La partitura, pur tra pagine sublimi e ispirate (e i richiami al Rossini del Barbiere non mancano), sconta una discontinuità e una certa fatica drammaturgica: occorre un ritmo serrato, un’idea di regia forte e sempre in attacco per renderla avvincente, per farla diventare teatro (l’opera non è solo musica, èinsieme musica, canto e azione). Perché non basta il meccanismo metateatrale (la vicenda è la stessa di tanti altri intrecci, lui, lei, l’atro e l’altra) che Andò cavalca e sul quale insiste tenendo (quasi) sempre in scena, anche quando il libretto non lo prevede, Prosdocimo, burattinaio che muove i fili dell’azione, regista occulto che vive nel teatro (esce dai sotterranei, si aggira tra proscenio e platea) e di teatro (melodrammatico e iperattivo): la scena essenziale di Gianni Carluccio (nel video di Luca Scarzella le onde del mare e la nave di Selim che ha tanto del wagneriano Vascello fantasma), nel suo pavimento ligneo in pendenza nel quale si aprono botole (i personaggi escono da lì, si materializzano tra le assi del palcoscenico richiamati dalla musica) evoca il gioco del teatro di certe regie di Giorgio Strehler.

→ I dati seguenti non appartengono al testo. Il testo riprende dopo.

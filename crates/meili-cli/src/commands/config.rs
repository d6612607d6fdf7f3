//! Config command for managing CLI configuration

use clap::{Args, Subcommand};

use crate::config::{config_file_path, Config};

#[derive(Args)]
pub struct ConfigArgs {
    #[command(subcommand)]
    pub command: ConfigCommands,
}

#[derive(Subcommand)]
pub enum ConfigCommands {
    /// Get a config value
    Get {
        /// Config key name
        key: String,
    },
    /// Set a config value
    Set {
        /// Config key name
        key: String,
        /// New value
        value: String,
    },
    /// List all config values
    List,
    /// Show config file path
    Path,
    /// Initialize default config file
    Init {
        /// Overwrite existing config
        #[arg(long)]
        force: bool,
    },
}

pub async fn run(args: &ConfigArgs) -> anyhow::Result<()> {
    match &args.command {
        ConfigCommands::Get { key } => run_get(key),
        ConfigCommands::Set { key, value } => run_set(key, value),
        ConfigCommands::List => run_list(),
        ConfigCommands::Path => run_path(),
        ConfigCommands::Init { force } => run_init(*force),
    }
}

fn run_get(key: &str) -> anyhow::Result<()> {
    if !Config::keys().contains(&key) {
        anyhow::bail!(
            "Unknown config key: {}. Available keys: {}",
            key,
            Config::keys().join(", ")
        );
    }

    let config = Config::try_load()?;
    match config.get(key) {
        Some(value) => println!("{}", value),
        None => println!("(not set)"),
    }
    Ok(())
}

fn run_set(key: &str, value: &str) -> anyhow::Result<()> {
    let mut config = Config::try_load()?;
    config.set(key, value)?;
    config.save()?;
    if key == "api_key" {
        println!("Set api_key");
    } else {
        println!("Set {} = {}", key, value);
    }
    Ok(())
}

fn run_list() -> anyhow::Result<()> {
    let config = Config::try_load()?;
    println!("Config file: {}", config_file_path().display());
    println!();
    for key in Config::keys() {
        let value = match (*key, config.get(key)) {
            ("api_key", Some(_)) => "(hidden)".to_string(),
            (_, Some(value)) => value,
            (_, None) => "(not set)".to_string(),
        };
        println!("{} = {}", key, value);
    }
    Ok(())
}

fn run_path() -> anyhow::Result<()> {
    println!("{}", config_file_path().display());
    Ok(())
}

fn run_init(force: bool) -> anyhow::Result<()> {
    let path = config_file_path();

    if path.exists() && !force {
        anyhow::bail!(
            "Config file already exists at {}. Use --force to overwrite.",
            path.display()
        );
    }

    let config = Config::default();
    config.save()?;
    println!("Created config file at {}", path.display());
    Ok(())
}
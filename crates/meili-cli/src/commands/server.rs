//! Server status commands

use crate::output::{print_output, OutputFormat};
use crate::{AppContext, Cli};

pub async fn health(cli: &Cli, ctx: &AppContext) -> anyhow::Result<()> {
    let health = ctx.client.health().await?;
    match cli.output_format() {
        OutputFormat::Json => print_output(&health, OutputFormat::Json),
        OutputFormat::Table => println!("Server is {}", health.status),
    }
    anyhow::ensure!(health.is_available(), "server reported status {}", health.status);
    Ok(())
}

pub async fn version(cli: &Cli, ctx: &AppContext) -> anyhow::Result<()> {
    let version = ctx.client.version().await?;
    match cli.output_format() {
        OutputFormat::Json => print_output(&version, OutputFormat::Json),
        OutputFormat::Table => println!(
            "{} (commit {}, {})",
            version.pkg_version, version.commit_sha, version.commit_date
        ),
    }
    Ok(())
}
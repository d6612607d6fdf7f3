//! CLI command implementations

pub mod completions;
pub mod config;
pub mod document;
pub mod index;
pub mod server;
pub mod task;

use meili_client::TaskInfo;

use crate::output::{print_output, OutputFormat};
use crate::AppContext;

/// Report a write: print the enqueued task, or wait for it when asked
pub async fn finish_write(
    info: TaskInfo,
    wait: bool,
    ctx: &AppContext,
    format: OutputFormat,
) -> anyhow::Result<()> {
    if !wait {
        match format {
            OutputFormat::Json => print_output(&info, format),
            OutputFormat::Table => println!(
                "Enqueued task {} ({}) on {}",
                info.task_uid,
                info.task_type,
                info.index_uid.as_deref().unwrap_or("-")
            ),
        }
        return Ok(());
    }

    let task = ctx.client.wait_for_task(&info, ctx.poll).await?;
    tracing::info!("Task {} finished as {}", task.uid, task.status);

    match format {
        OutputFormat::Json => print_output(&task, format),
        OutputFormat::Table => println!("Task {} {}", task.uid, task.status),
    }

    if task.is_failed() {
        let reason = task
            .error
            .as_ref()
            .map(|e| e.to_string())
            .unwrap_or_else(|| "no error reported".to_string());
        anyhow::bail!("Task {} failed: {}", task.uid, reason);
    }
    Ok(())
}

Impatto estetico (con le case di Napoli che vanno su e giù ai lati della scena e gli interni surrealisti e sghembi, con i mobili sospesi a mezz’aria della casa di Don Geronio) abbastanza efficace (costumi tra un tardo Settecento e un inizio Ottocento napoletano di Nanà Cecchi), ma nulla di più, nessun tentativo di andare oltre una messinscena prudente e rassicurante (i cantanti in platea con le luci accese, sempre efficaci, si sono visti e rivisti), solo una regia che apparecchia le vicende governando i movimenti dei personaggi (coro schierato, finali in proscenio) nel solco di una consolidata tradizione.
Tradizione dalla quale, dal podio, si discosta (ed era prevedibile dopo il Barbiere alla «famolo strano» di un anno e mezzo fa a Lugano) Diego Fasolis. E non è sempre detto che funzioni. Perché i tempi che il direttore sceglie di staccare sono allegramente originali. E se hanno il merito di tenere viva l’attenzione anche solo per capire «l’effetto che fa», non sempre risultano drammaturgicamente azzeccati. Il suono (pur bello e tornito) è corposo, a tratti pesante (lo si capisce sin dalla Sinfonia che sarà un Turco muscolare) con il rischio di fagocitare le voci.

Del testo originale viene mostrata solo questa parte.